The visit to the Tacchi exhibition left my white sheet lightly coloured, no firm impression anywhere, more like shades or prints, much like those Tacchi himself used on the textiles he often created art with. But I’ve spent a few days thinking about it, and the exhibition did spur some thoughts in the end, mostly about artists and their ability to communicate with the rest of the world.
It’s curious that it should be Cesare Tacchi to make me think along those lines; the artist for long periods suffered from aphasia, the loss of the capacity to communicate through language. I suppose he used art to replace the words that he didn’t have – and at least in part, I think he did well.
Tacchi was an innovative artist, he used new techniques, painting on padded textiles for example, to create somewhat voluptuous paintings. Several of these are pleasant, soothing and emotive. I also liked his cars; Tacchi painted a series of paintings depicting parts of cars and they just have that appealing something to them that good art has.

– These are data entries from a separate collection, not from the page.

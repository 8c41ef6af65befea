//! # Utility Functions
//!
//! - **[`validation`]**: Form input checks (email, password, amounts, trade form)
//! - **[`runtime`]**: The process-wide Tokio runtime
//!
//! Display formatting (currency, percentages, timestamps) lives in
//! [`shared::utils`] so it can be unit tested without the GUI stack.

pub mod runtime;
pub mod validation;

Other parts of his work make no sense to me, in particular some of the installations. I have a hard time with installations in general; I often get the impression that they are more about the artist than about the viewer, something that can be slightly offensive because you sense that there’s a discourse going on that you cannot take part in. A closed circle if you will. That would be fine if it weren’t for the (imagined?) presumption that artists pretend to, and have a responsibility to I believe, interpret the world on behalf of the rest of us. But with what right can you interpret something on my behalf without being able to communicate your interpretation to me? Artists in that sense are a bit like politicians; they presume a role of representation but they have removed themselves from the group that they want to represent.

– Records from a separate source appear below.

#[cfg(test)]
mod tests {
    use super::*;
    use shared::{TradeSide, TradeStatus};

    fn user() -> User {
        User {
            id: "u1".to_string(),
            full_name: "Ada Lovelace".to_string(),
            email: "ada@example.com".to_string(),
            phone_no: String::new(),
            address: String::new(),
            balance: 10_000.0,
        }
    }

    fn wallet(balance: f64) -> Wallet {
        Wallet {
            balance,
            currency: "USD".to_string(),
            last_updated: "2024-06-01T00:00:00Z".to_string(),
        }
    }

    fn trade(id: &str, status: TradeStatus, pnl: Option<f64>) -> Trade {
        Trade {
            id: id.to_string(),
            symbol: "BTCUSDT".to_string(),
            side: TradeSide::Buy,
            quantity: 0.5,
            price: 45_000.0,
            status,
            pnl,
            created_at: format!("2024-06-01T00:00:0{}Z", id.len()),
            closed_at: None,
        }
    }

    #[test]
    fn login_success_clears_error() {
        let mut auth = AuthSlice::default();
        auth.apply(AuthAction::SetLoading(true));
        auth.apply(AuthAction::LoginFailure("Invalid email or password".to_string()));
        assert!(!auth.loading);
        assert!(auth.error.is_some());

        auth.apply(AuthAction::LoginSuccess(user()));
        assert!(auth.authenticated);
        assert_eq!(auth.error, None);
        assert_eq!(auth.user.as_ref().map(|u| u.id.as_str()), Some("u1"));
    }

    #[test]
    fn update_user_requires_session() {
        let mut auth = AuthSlice::default();
        auth.apply(AuthAction::UpdateUser(user()));
        assert!(auth.user.is_none());
    }

    #[test]
    fn update_balance_without_wallet_is_noop() {
        let mut slice = WalletSlice::default();
        slice.apply(WalletAction::UpdateBalance(500.0));
        assert_eq!(slice, WalletSlice::default());

        slice.apply(WalletAction::FetchSuccess(wallet(1_000.0)));
        slice.apply(WalletAction::UpdateBalance(500.0));
        assert_eq!(slice.balance(), Some(500.0));
    }

    #[test]
    fn fetch_failure_keeps_wallet() {
        let mut slice = WalletSlice::default();
        slice.apply(WalletAction::FetchSuccess(wallet(1_000.0)));
        slice.apply(WalletAction::FetchStart);
        assert!(slice.loading);
        slice.apply(WalletAction::FetchFailure("boom".to_string()));
        assert!(!slice.loading);
        assert_eq!(slice.balance(), Some(1_000.0));
        assert_eq!(slice.error.as_deref(), Some("boom"));
    }

    #[test]
    fn closed_trade_cannot_reopen() {
        let mut slice = TradesSlice::default();
        slice.apply(TradeAction::SetTrades(vec![trade("t1", TradeStatus::Closed, Some(100.0))]));

        slice.apply(TradeAction::UpdateTrade(trade("t1", TradeStatus::Open, None)));
        assert_eq!(slice.trades[0].status, TradeStatus::Closed);
        assert_eq!(slice.trades[0].pnl, Some(100.0));
    }

    #[test]
    fn closed_trade_is_immutable() {
        let mut slice = TradesSlice::default();
        slice.apply(TradeAction::SetTrades(vec![trade("t1", TradeStatus::Closed, Some(100.0))]));

        slice.apply(TradeAction::UpdateTrade(trade("t1", TradeStatus::Closed, Some(-5.0))));
        assert_eq!(slice.trades[0].pnl, Some(100.0));
    }

    #[test]
    fn close_flow_updates_open_trade() {
        let mut slice = TradesSlice::default();
        slice.apply(TradeAction::AddTrade(trade("t1", TradeStatus::Open, None)));
        slice.apply(TradeAction::CloseStart("t1".to_string()));
        assert!(slice.is_closing("t1"));

        slice.apply(TradeAction::UpdateTrade(trade("t1", TradeStatus::Closed, Some(25.0))));
        assert!(!slice.is_closing("t1"));
        assert_eq!(slice.trades[0].status, TradeStatus::Closed);
        assert_eq!(slice.stats().total_pnl, 25.0);
    }

    #[test]
    fn close_failure_clears_pending_close() {
        let mut slice = TradesSlice::default();
        slice.apply(TradeAction::AddTrade(trade("t1", TradeStatus::Open, None)));
        slice.apply(TradeAction::CloseStart("t1".to_string()));
        slice.apply(TradeAction::TradeFailure("Trade not found".to_string()));
        assert_eq!(slice.closing_trade_id, None);
        assert_eq!(slice.trades[0].status, TradeStatus::Open);
    }

    #[test]
    fn duplicate_add_does_not_duplicate() {
        let mut slice = TradesSlice::default();
        slice.apply(TradeAction::AddTrade(trade("t1", TradeStatus::Open, None)));
        slice.apply(TradeAction::AddTrade(trade("t1", TradeStatus::Open, None)));
        assert_eq!(slice.trades.len(), 1);
    }

    #[test]
    fn remove_trade() {
        let mut slice = TradesSlice::default();
        slice.apply(TradeAction::SetTrades(vec![
            trade("t1", TradeStatus::Open, None),
            trade("t22", TradeStatus::Open, None),
        ]));
        slice.apply(TradeAction::RemoveTrade("t1".to_string()));
        assert_eq!(slice.trades.len(), 1);
        assert_eq!(slice.trades[0].id, "t22");
    }

    #[test]
    fn recent_is_newest_first() {
        let mut slice = TradesSlice::default();
        slice.apply(TradeAction::SetTrades(vec![
            trade("a", TradeStatus::Open, None),
            trade("bbb", TradeStatus::Open, None),
            trade("cc", TradeStatus::Open, None),
        ]));
        let ids: Vec<_> = slice.recent(2).iter().map(|t| t.id.as_str()).collect();
        assert_eq!(ids, vec!["bbb", "cc"]);
    }

    #[test]
    fn reset_clears_everything() {
        let mut store = Store::default();
        store.dispatch_auth(AuthAction::LoginSuccess(user()));
        store.dispatch_wallet(WalletAction::FetchSuccess(wallet(10.0)));
        store.dispatch_wallet(WalletAction::UpdateDailyChange(2.5));
        store.dispatch_trades(TradeAction::AddTrade(trade("t1", TradeStatus::Open, None)));

        store.reset();
        assert_eq!(store, Store::default());
        assert!(!store.is_authenticated());
    }

    #[test]
    fn stale_refresh_does_not_reopen_closed_trade() {
        let mut slice = TradesSlice::default();
        slice.apply(TradeAction::AddTrade(trade("t1", TradeStatus::Open, None)));
        slice.apply(TradeAction::CloseStart("t1".to_string()));
        slice.apply(TradeAction::UpdateTrade(trade("t1", TradeStatus::Closed, Some(25.0))));

        slice.apply(TradeAction::SetTrades(vec![
            trade("t1", TradeStatus::Open, None),
            trade("t22", TradeStatus::Open, None),
        ]));

        assert_eq!(slice.trades.len(), 2);
        assert_eq!(slice.trades[0].status, TradeStatus::Closed);
        assert_eq!(slice.trades[0].pnl, Some(25.0));
        assert_eq!(slice.trades[1].id, "t22");
    }

    mod properties {
        use super::*;
        use proptest::prelude::*;

        fn action() -> impl Strategy<Value = TradeAction> {
            let id = prop::sample::select(vec!["t1", "t2", "t3"]);
            let status = prop::sample::select(vec![TradeStatus::Open, TradeStatus::Closed]);
            prop_oneof![
                (id.clone(), status.clone()).prop_map(|(id, s)| TradeAction::AddTrade(trade(id, s, Some(1.0)))),
                (id.clone(), status.clone()).prop_map(|(id, s)| TradeAction::UpdateTrade(trade(id, s, Some(2.0)))),
                id.clone().prop_map(|id| TradeAction::CloseStart(id.to_string())),
                prop::collection::btree_map(id.clone(), status.clone(), 0..3).prop_map(|listed| {
                    TradeAction::SetTrades(listed.into_iter().map(|(id, s)| trade(id, s, Some(3.0))).collect())
                }),
                id.prop_map(|id| TradeAction::RemoveTrade(id.to_string())),
            ]
        }

        proptest! {
            #[test]
            fn closed_trades_never_reopen(actions in prop::collection::vec(action(), 1..40)) {
                let mut slice = TradesSlice::default();
                for action in actions {
                    let closed_before: Vec<String> = slice
                        .trades
                        .iter()
                        .filter(|t| t.is_closed())
                        .map(|t| t.id.clone())
                        .collect();
                    slice.apply(action);
                    for id in closed_before {
                        if let Some(t) = slice.trades.iter().find(|t| t.id == id) {
                            prop_assert!(t.is_closed());
                        }
                    }
                    let mut ids: Vec<&str> = slice.trades.iter().map(|t| t.id.as_str()).collect();
                    ids.sort_unstable();
                    ids.dedup();
                    prop_assert_eq!(ids.len(), slice.trades.len());
                }
            }
        }
    }
}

Now, to be fair to Tacchi, the name of the exhibition is ‘A Retrospective’ and the world has changed a lot since Tacchi’s heyday. If you see his work in historical light, it is more difficult to complain about lack of communication. The first decades of the post-war period were a period of extreme growth for Italy – it’s economy grew at pair with that of Japan, Italian luxury goods conquered the world and Italian lifestyle became an object of envy everywhere. Tacchi lived and worked in that boom and was one of the pillars of it’s artistic alibi, a leading member of that group of people that criticised and commented and stirred the pot of the success. He did so subtly, yet effectively, planting an inspiring little seed of contemplation in the audience. The best example is perhaps one of his most famous works, the useless armchair, an armchair too low to sit on and with armrests too high to be comfortable. It makes you smile, a relief when looking at art, but it also makes you vaguely uncomfortable.

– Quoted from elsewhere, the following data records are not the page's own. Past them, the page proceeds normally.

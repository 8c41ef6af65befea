//! # API Client
//!
//! HTTP client for the paper-trading backend. All domain modules go through
//! the verb helpers here, so header handling and status mapping live in one
//! place:
//!
//! - `Content-Type: application/json` on JSON requests
//! - `Authorization: Bearer <token>` whenever a token is set
//! - `x-request-id: <uuid v4>` on every request, for backend log correlation
//! - 401 becomes [`AppError::Unauthorized`]; other non-2xx statuses become
//!   [`AppError::Api`] carrying the server's error text

use std::time::{Duration, Instant};

use parking_lot::RwLock;
use reqwest::multipart::Form;
use reqwest::{header, Client, Method, RequestBuilder, Response, StatusCode};
use serde::de::DeserializeOwned;
use serde::Serialize;
use serde_json::Value;
use shared::dto::envelope::ErrorResponse;
use uuid::Uuid;

use crate::config::ClientConfig;
use crate::core::error::{AppError, Result};
use crate::core::service::ApiService;

/// Request timeout used when no configuration is supplied.
pub const DEFAULT_TIMEOUT_SECS: u64 = 10;

/// Header carrying a per-request correlation id.
pub const REQUEST_ID_HEADER: &str = "x-request-id";

/// HTTP client for communicating with the backend API server.
///
/// Holds a pooled `reqwest::Client` plus the current bearer token. The token
/// sits behind a lock so the client can be shared as `Arc<dyn ApiService>`
/// and updated on login/logout.
pub struct ApiClient {
    pub(crate) client: Client,
    base_url: String,
    token: RwLock<Option<String>>,
}

impl ApiClient {
    /// Create a client from configuration (base URL and timeout).
    pub fn new(config: &ClientConfig) -> Self {
        Self::build(&config.api_url, config.request_timeout())
    }

    /// Create a client against an explicit base URL with the default timeout.
    pub fn with_base_url(base_url: impl Into<String>) -> Self {
        Self::build(&base_url.into(), Duration::from_secs(DEFAULT_TIMEOUT_SECS))
    }

    fn build(base_url: &str, timeout: Duration) -> Self {
        let client = Client::builder()
            .timeout(timeout)
            .build()
            .unwrap_or_else(|e| {
                tracing::warn!(error = %e, "Failed to build configured HTTP client, using defaults");
                Client::new()
            });

        Self {
            client,
            base_url: base_url.trim_end_matches('/').to_string(),
            token: RwLock::new(None),
        }
    }

    pub fn base_url(&self) -> &str {
        &self.base_url
    }

    /// Absolute URL for an API path such as `/wallet`.
    pub fn url(&self, path: &str) -> String {
        format!("{}/{}", self.base_url, path.trim_start_matches('/'))
    }

    fn request(&self, method: Method, path: &str) -> RequestBuilder {
        let mut builder = self
            .client
            .request(method, self.url(path))
            .header(REQUEST_ID_HEADER, Uuid::new_v4().to_string());

        if let Some(token) = self.token.read().as_deref() {
            builder = builder.bearer_auth(token);
        }
        builder
    }

    fn json_request(&self, method: Method, path: &str) -> RequestBuilder {
        self.request(method, path)
            .header(header::CONTENT_TYPE, "application/json")
    }

    pub async fn get<T: DeserializeOwned>(&self, path: &str) -> Result<T> {
        self.send(Method::GET, path, self.json_request(Method::GET, path))
            .await
    }

    pub async fn post<B, T>(&self, path: &str, body: &B) -> Result<T>
    where
        B: Serialize + ?Sized,
        T: DeserializeOwned,
    {
        let builder = self.json_request(Method::POST, path).json(body);
        self.send(Method::POST, path, builder).await
    }

    /// POST without a request body.
    pub async fn post_empty<T: DeserializeOwned>(&self, path: &str) -> Result<T> {
        self.send(Method::POST, path, self.json_request(Method::POST, path))
            .await
    }

    pub async fn put<B, T>(&self, path: &str, body: &B) -> Result<T>
    where
        B: Serialize + ?Sized,
        T: DeserializeOwned,
    {
        let builder = self.json_request(Method::PUT, path).json(body);
        self.send(Method::PUT, path, builder).await
    }

    /// PUT without a request body.
    pub async fn put_empty<T: DeserializeOwned>(&self, path: &str) -> Result<T> {
        self.send(Method::PUT, path, self.json_request(Method::PUT, path))
            .await
    }

    pub async fn delete<T: DeserializeOwned>(&self, path: &str) -> Result<T> {
        self.send(Method::DELETE, path, self.json_request(Method::DELETE, path))
            .await
    }

    /// POST a multipart form (reqwest sets the boundary content type).
    pub async fn post_multipart<T: DeserializeOwned>(&self, path: &str, form: Form) -> Result<T> {
        let builder = self.request(Method::POST, path).multipart(form);
        self.send(Method::POST, path, builder).await
    }

    async fn send<T: DeserializeOwned>(
        &self,
        method: Method,
        path: &str,
        builder: RequestBuilder,
    ) -> Result<T> {
        let start = Instant::now();

        let response = builder.send().await.map_err(|e| {
            tracing::error!(method = %method, path = %path, error = %e, "API network error");
            AppError::Api(format!("Network error: {}", e))
        })?;

        tracing::debug!(
            method = %method,
            path = %path,
            status = response.status().as_u16(),
            duration_ms = start.elapsed().as_millis(),
            "API request completed"
        );

        decode_response(response).await
    }
}

/// Map a response to `T` or an [`AppError`].
///
/// An empty 2xx body decodes as JSON `null`, so `()`/`Option`/`Value`
/// targets accept `204 No Content`. A 2xx body that is not declared as JSON
/// decodes as a JSON string, so `Value`/`String` targets accept
/// `200 text/plain` acknowledgements.
pub(crate) async fn decode_response<T: DeserializeOwned>(response: Response) -> Result<T> {
    let status = response.status();
    let content_type = response
        .headers()
        .get(header::CONTENT_TYPE)
        .and_then(|value| value.to_str().ok())
        .map(str::to_ascii_lowercase);

    if status == StatusCode::UNAUTHORIZED {
        tracing::warn!("Backend rejected credentials (401)");
        return Err(AppError::Unauthorized);
    }

    let body = response
        .text()
        .await
        .map_err(|e| AppError::Api(format!("Failed to read response: {}", e)))?;

    if !status.is_success() {
        let message = error_message(status, &body);
        tracing::warn!(status = status.as_u16(), error = %message, "API request failed");
        return Err(AppError::Api(message));
    }

    decode_success_body(content_type.as_deref(), body)
}

fn decode_success_body<T: DeserializeOwned>(content_type: Option<&str>, body: String) -> Result<T> {
    let parsed = if body.trim().is_empty() {
        serde_json::from_value(Value::Null)
    } else {
        match content_type {
            Some(kind) if kind.contains("json") => serde_json::from_str(&body),
            Some(_) => serde_json::from_value(Value::String(body)),
            // Undeclared: JSON when it parses, text otherwise.
            None => match serde_json::from_str::<Value>(&body) {
                Ok(value) => serde_json::from_value(value),
                Err(_) => serde_json::from_value(Value::String(body)),
            },
        }
    };
    parsed.map_err(|e| {
        tracing::error!(error = %e, "API response parse error");
        AppError::Api(format!("Failed to parse response: {}", e))
    })
}

/// Error text for a failed response.
///
/// A JSON `{message}`/`{error}` body yields that field; any other non-empty
/// body is passed through verbatim; an empty body yields
/// `HTTP error! status: <code>`.
pub fn error_message(status: StatusCode, body: &str) -> String {
    let trimmed = body.trim();
    if trimmed.is_empty() {
        return format!("HTTP error! status: {}", status.as_u16());
    }

    serde_json::from_str::<ErrorResponse>(trimmed)
        .ok()
        .and_then(ErrorResponse::into_message)
        .unwrap_or_else(|| trimmed.to_string())
}

// Implement ApiService trait for ApiClient
#[async_trait::async_trait]
impl ApiService for ApiClient {
    fn set_token(&self, token: Option<String>) {
        *self.token.write() = token;
    }

    fn token(&self) -> Option<String> {
        self.token.read().clone()
    }

    async fn login(&self, request: shared::LoginRequest) -> Result<shared::AuthResponse> {
        super::auth::login(self, request).await
    }

    async fn register(&self, request: shared::RegisterRequest) -> Result<shared::AuthResponse> {
        super::auth::register(self, request).await
    }

    async fn get_user_trades(&self) -> Result<Vec<shared::Trade>> {
        super::trading::get_user_trades(self).await
    }

    async fn place_trade(&self, request: shared::PlaceTradeRequest) -> Result<shared::Trade> {
        super::trading::place_trade(self, request).await
    }

    async fn close_trade(&self, trade_id: &str) -> Result<shared::Trade> {
        super::trading::close_trade(self, trade_id).await
    }

    async fn get_live_price(&self, symbol: &str) -> Result<shared::LivePrice> {
        super::trading::get_live_price(self, symbol).await
    }

    async fn get_wallet(&self) -> Result<shared::Wallet> {
        super::wallet::get_wallet(self).await
    }

    async fn deposit(&self, request: shared::TransferRequest) -> Result<shared::Wallet> {
        super::wallet::deposit(self, request).await
    }

    async fn withdraw(&self, request: shared::TransferRequest) -> Result<shared::Wallet> {
        super::wallet::withdraw(self, request).await
    }

    async fn get_wallet_transactions(&self) -> Result<Vec<shared::WalletTransaction>> {
        super::wallet::get_transactions(self).await
    }

    async fn get_notifications(&self, page: u32, limit: u32) -> Result<shared::NotificationPage> {
        super::notifications::get_notifications(self, page, limit).await
    }

    async fn mark_notification_read(&self, id: &str) -> Result<()> {
        super::notifications::mark_as_read(self, id).await
    }

    async fn mark_all_notifications_read(&self) -> Result<()> {
        super::notifications::mark_all_as_read(self).await
    }

    async fn delete_notification(&self, id: &str) -> Result<()> {
        super::notifications::delete_notification(self, id).await
    }

    async fn get_notification_settings(&self) -> Result<shared::NotificationSettings> {
        super::notifications::get_settings(self).await
    }

    async fn update_notification_settings(
        &self,
        settings: shared::NotificationSettings,
    ) -> Result<shared::NotificationSettings> {
        super::notifications::update_settings(self, settings).await
    }

    async fn get_price_alerts(&self) -> Result<Vec<shared::PriceAlert>> {
        super::notifications::get_price_alerts(self).await
    }

    async fn create_price_alert(
        &self,
        request: shared::CreatePriceAlertRequest,
    ) -> Result<shared::PriceAlert> {
        super::notifications::create_price_alert(self, request).await
    }

    async fn delete_price_alert(&self, id: &str) -> Result<()> {
        super::notifications::delete_price_alert(self, id).await
    }

    async fn toggle_price_alert(&self, id: &str, active: bool) -> Result<shared::PriceAlert> {
        super::notifications::toggle_price_alert(self, id, active).await
    }

    async fn get_profile(&self) -> Result<shared::UserProfile> {
        super::profile::get_profile(self).await
    }

    async fn update_profile(&self, update: shared::ProfileUpdate) -> Result<shared::UserProfile> {
        super::profile::update_profile(self, update).await
    }

    async fn upload_avatar(&self, file_name: String, bytes: Vec<u8>) -> Result<shared::AvatarResponse> {
        super::profile::upload_avatar(self, file_name, bytes).await
    }

    async fn get_profile_settings(&self) -> Result<shared::ProfileSettings> {
        super::profile::get_settings(self).await
    }

    async fn update_profile_settings(
        &self,
        settings: shared::ProfileSettings,
    ) -> Result<shared::ProfileSettings> {
        super::profile::update_settings(self, settings).await
    }

    async fn change_password(&self, request: shared::ChangePasswordRequest) -> Result<()> {
        super::profile::change_password(self, request).await
    }

    async fn delete_account(&self) -> Result<()> {
        super::profile::delete_account(self).await
    }

    async fn enable_two_factor(&self) -> Result<shared::TwoFactorSetup> {
        super::profile::enable_two_factor(self).await
    }

    async fn verify_two_factor(&self, token: String) -> Result<()> {
        super::profile::verify_two_factor(self, token).await
    }

    async fn disable_two_factor(&self, token: String) -> Result<()> {
        super::profile::disable_two_factor(self, token).await
    }
}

Cesare Tacchi is in that respect a reminiscent of a world that a lot of people, intellectuals in particular, dream was still in existence; a world in which artists maintained an open dialogue with the rest of society. At the Galleria della Tartaruga and through the Scuola di Piazza del Popolo, both of which saw Tacchi as a protagonist, a circle emerged that produced both critique of and art for their contemporaries. It is hard to find – or create – something similar today. Artists, like politicians, have difficulties engaging the rest of us in a dialogue that matters to us, not to them.
I don’t know why, but I keep thinking that if artists and politicians solve their communication puzzle, we would finally find our way out of this apparent backwater that we seem to be living – artistically and politically. In the meantime, I guess one of the things we can do is to visit Palazzo delle Esposizioni and their Cesare Tacchi exhibition.